In July, COMPASS staff returned from the first research outing on the RV Corystes since lockdown, which included the collection of acoustic recording devices. These COMPASS and MarPAMM devices (sound recorders) were deployed off western Scotland and Northern Ireland throughout the late winter and spring of 2020 with many of them operating throughout the lockdown period.  The moorings aren’t normally left at sea for this length of time but due to COVID-19 restrictions field and vessel work was halted and only in the last couple of weeks has resumed with safe working measures in place.

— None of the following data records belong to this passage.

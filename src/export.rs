// src/export.rs
use crate::recording::{HandRecording, RecordedFrame};
use crate::types::{HandFinger, Handedness, FINGER_COUNT};
use anyhow::{Context, Result};
use chrono::Local;
use csv::Writer;
use serde::Serialize;
use std::fs::File;
use std::path::{Path, PathBuf};

#[derive(Debug, Serialize)]
struct HandRecord {
    version: u64,
    timestamp: f64,
    handedness: Handedness,
    connected: bool,
    high_confidence: bool,

    root_x: Option<f32>,
    root_y: Option<f32>,
    root_z: Option<f32>,
    root_qx: Option<f32>,
    root_qy: Option<f32>,
    root_qz: Option<f32>,
    root_qw: Option<f32>,

    pointer_valid: bool,

    thumb_strength: f32,
    index_strength: f32,
    middle_strength: f32,
    ring_strength: f32,
    pinky_strength: f32,

    thumb_pinching: bool,
    index_pinching: bool,
    middle_pinching: bool,
    ring_pinching: bool,
    pinky_pinching: bool,
}

impl HandRecord {
    fn new(handedness: Handedness, frame: &RecordedFrame) -> Self {
        let snapshot = &frame.snapshot;
        let root = snapshot.root;
        let strength = |f: HandFinger| snapshot.finger(f).pinch_strength;
        let pinching = |f: HandFinger| snapshot.finger(f).is_pinching;

        Self {
            version: frame.version,
            timestamp: frame.timestamp,
            handedness,
            connected: snapshot.is_connected,
            high_confidence: snapshot.is_high_confidence,
            root_x: root.map(|p| p.position.x),
            root_y: root.map(|p| p.position.y),
            root_z: root.map(|p| p.position.z),
            root_qx: root.map(|p| p.rotation.i),
            root_qy: root.map(|p| p.rotation.j),
            root_qz: root.map(|p| p.rotation.k),
            root_qw: root.map(|p| p.rotation.w),
            pointer_valid: snapshot.pointer.is_some(),
            thumb_strength: strength(HandFinger::Thumb),
            index_strength: strength(HandFinger::Index),
            middle_strength: strength(HandFinger::Middle),
            ring_strength: strength(HandFinger::Ring),
            pinky_strength: strength(HandFinger::Pinky),
            thumb_pinching: pinching(HandFinger::Thumb),
            index_pinching: pinching(HandFinger::Index),
            middle_pinching: pinching(HandFinger::Middle),
            ring_pinching: pinching(HandFinger::Ring),
            pinky_pinching: pinching(HandFinger::Pinky),
        }
    }
}

#[derive(Debug, Clone, PartialEq)]
pub struct SessionSummary {
    pub total_frames: usize,
    pub tracked_frames: usize,
    pub high_confidence_frames: usize,
    /// Frames in which each finger was pinching, indexed by [`HandFinger::index`].
    pub pinch_frames: [usize; FINGER_COUNT],
}

impl SessionSummary {
    pub fn tracking_rate(&self) -> f64 {
        if self.total_frames == 0 {
            return 0.0;
        }
        self.tracked_frames as f64 / self.total_frames as f64
    }
}

/// Writes recorded sessions into `<output_dir>/<session_name>/`.
pub struct HandDataExporter {
    output_dir: PathBuf,
    session_name: String,
}

impl HandDataExporter {
    pub fn new(output_dir: impl AsRef<Path>, session_name: Option<String>) -> Self {
        let session_name = session_name.unwrap_or_else(|| {
            format!("session_{}", Local::now().format("%Y%m%d_%H%M%S"))
        });

        Self {
            output_dir: output_dir.as_ref().to_path_buf(),
            session_name,
        }
    }

    pub fn session_dir(&self) -> PathBuf {
        self.output_dir.join(&self.session_name)
    }

    pub fn export_csv(&self, recording: &HandRecording) -> Result<PathBuf> {
        let csv_path = self
            .session_dir()
            .join(format!("{}_hand.csv", recording.handedness));

        if let Some(parent) = csv_path.parent() {
            std::fs::create_dir_all(parent).with_context(|| {
                format!("Failed to create directory {}", parent.display())
            })?;
        }

        let file = File::create(&csv_path)
            .with_context(|| format!("Failed to create {}", csv_path.display()))?;
        let mut writer = Writer::from_writer(file);
        for frame in &recording.frames {
            writer.serialize(HandRecord::new(recording.handedness, frame))?;
        }
        writer.flush()?;

        tracing::info!(
            "Exported {} {} hand frames to {}",
            recording.frames.len(),
            recording.handedness,
            csv_path.display()
        );
        Ok(csv_path)
    }

    pub fn export_recording(&self, recording: &HandRecording) -> Result<PathBuf> {
        let path = self
            .session_dir()
            .join(format!("{}_hand.json", recording.handedness));
        recording.save(&path)?;
        Ok(path)
    }

    pub fn summarize(recording: &HandRecording) -> SessionSummary {
        let mut summary = SessionSummary {
            total_frames: recording.frames.len(),
            tracked_frames: 0,
            high_confidence_frames: 0,
            pinch_frames: [0; FINGER_COUNT],
        };

        for frame in &recording.frames {
            let snapshot = &frame.snapshot;
            if snapshot.is_connected && snapshot.is_data_valid {
                summary.tracked_frames += 1;
            }
            if snapshot.is_high_confidence {
                summary.high_confidence_frames += 1;
            }
            for finger in HandFinger::ALL {
                if snapshot.finger(finger).is_pinching {
                    summary.pinch_frames[finger.index()] += 1;
                }
            }
        }
        summary
    }
}

#[cfg(test)]
mod tests {
    use super::*;
    use crate::pose::Pose;
    use crate::skeleton::bind_pose_local;
    use crate::snapshot::HandDataSnapshot;
    use uuid::Uuid;

    fn recording() -> HandRecording {
        let mut pinching = HandDataSnapshot::tracked(Pose::identity(), bind_pose_local(Handedness::Left));
        pinching.finger_mut(HandFinger::Index).is_pinching = true;
        pinching.finger_mut(HandFinger::Index).pinch_strength = 0.95;

        HandRecording {
            session_id: Uuid::new_v4(),
            handedness: Handedness::Left,
            recorded_at: Local::now().to_rfc3339(),
            frames: vec![
                RecordedFrame {
                    version: 1,
                    timestamp: 0.0,
                    snapshot: HandDataSnapshot::disconnected(),
                },
                RecordedFrame {
                    version: 2,
                    timestamp: 0.033,
                    snapshot: pinching,
                },
            ],
        }
    }

    #[test]
    fn test_csv_has_one_row_per_frame() {
        let dir = tempfile::tempdir().unwrap();
        let exporter = HandDataExporter::new(dir.path(), Some("unit".to_string()));
        let path = exporter.export_csv(&recording()).unwrap();
        assert!(path.ends_with("unit/left_hand.csv"));

        let mut reader = csv::Reader::from_path(&path).unwrap();
        let headers = reader.headers().unwrap().clone();
        assert!(headers.iter().any(|h| h == "index_strength"));
        let rows: Vec<csv::StringRecord> = reader.records().map(|r| r.unwrap()).collect();
        assert_eq!(rows.len(), 2);

        let root_x = headers.iter().position(|h| h == "root_x").unwrap();
        assert_eq!(&rows[0][root_x], "");
        assert_eq!(&rows[1][root_x], "0.0");
    }

    #[test]
    fn test_summary_counts() {
        let summary = HandDataExporter::summarize(&recording());
        assert_eq!(summary.total_frames, 2);
        assert_eq!(summary.tracked_frames, 1);
        assert_eq!(summary.high_confidence_frames, 1);
        assert_eq!(summary.pinch_frames[HandFinger::Index.index()], 1);
        assert_eq!(summary.pinch_frames[HandFinger::Thumb.index()], 0);
        assert!((summary.tracking_rate() - 0.5).abs() < 1e-9);
    }

    #[test]
    fn test_default_session_name_is_timestamped() {
        let exporter = HandDataExporter::new("/tmp", None);
        let name = exporter.session_dir();
        let name = name.file_name().unwrap().to_string_lossy();
        assert!(name.starts_with("session_"));
    }

    #[test]
    fn test_unwritable_output_dir_names_the_directory() {
        let dir = tempfile::tempdir().unwrap();
        let blocker = dir.path().join("blocker");
        std::fs::write(&blocker, "not a directory").unwrap();

        let exporter = HandDataExporter::new(&blocker, Some("unit".to_string()));
        let err = exporter.export_csv(&recording()).unwrap_err();
        let message = format!("{:#}", err);
        assert!(message.contains("Failed to create directory"), "{}", message);
        assert!(message.contains("blocker"), "{}", message);
    }
}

Barnacle covered acoustic recorder recovered by COMPASS staff after lockdown

One of the unintended consequences of the restrictions imposed during the COVID-19 pandemic is that there is likely to have been a reduction in human activities at sea. This could include passenger transportation (e.g. ferries), recreational boating, and even business traffic such as commercial fishing and transport of freight.

Underwater noise can have a negative impact on cetacean species as they rely on sound for so many important functions such as communication, foraging and navigation. In the coming months it will be interesting to see if we can see (hear) any changes in cetacean vocalisations in the COMPASS array.

Researchers in Canada have been carrying out real time observations of the impact of COVID-19 on underwater noise (Thomson & Barclay, 2020). They have observed a significant decrease in low frequency sounds (associated with shipping) during the lockdown period. There are now international efforts to coordinate this work on ambient noise monitoring and we are hopeful that COMPASS can contribute to this effort.

One of the benefits of multi-year studies, such as those undertaken by the COMPASS project, is that a baseline can be established, against which potential effects of changes in human activities, as well as animal occurrence, can be identified. COMPASS has been collecting data since 2017, so it is possible that any reduction in shipping activity in 2020 will be evident, in relation to previous years.

This serendipitous experiment is something that the COMPASS project partners, in collaboration with MarPAMM colleagues, will be investigating further in the coming months, as sound recorders are recovered and data become available.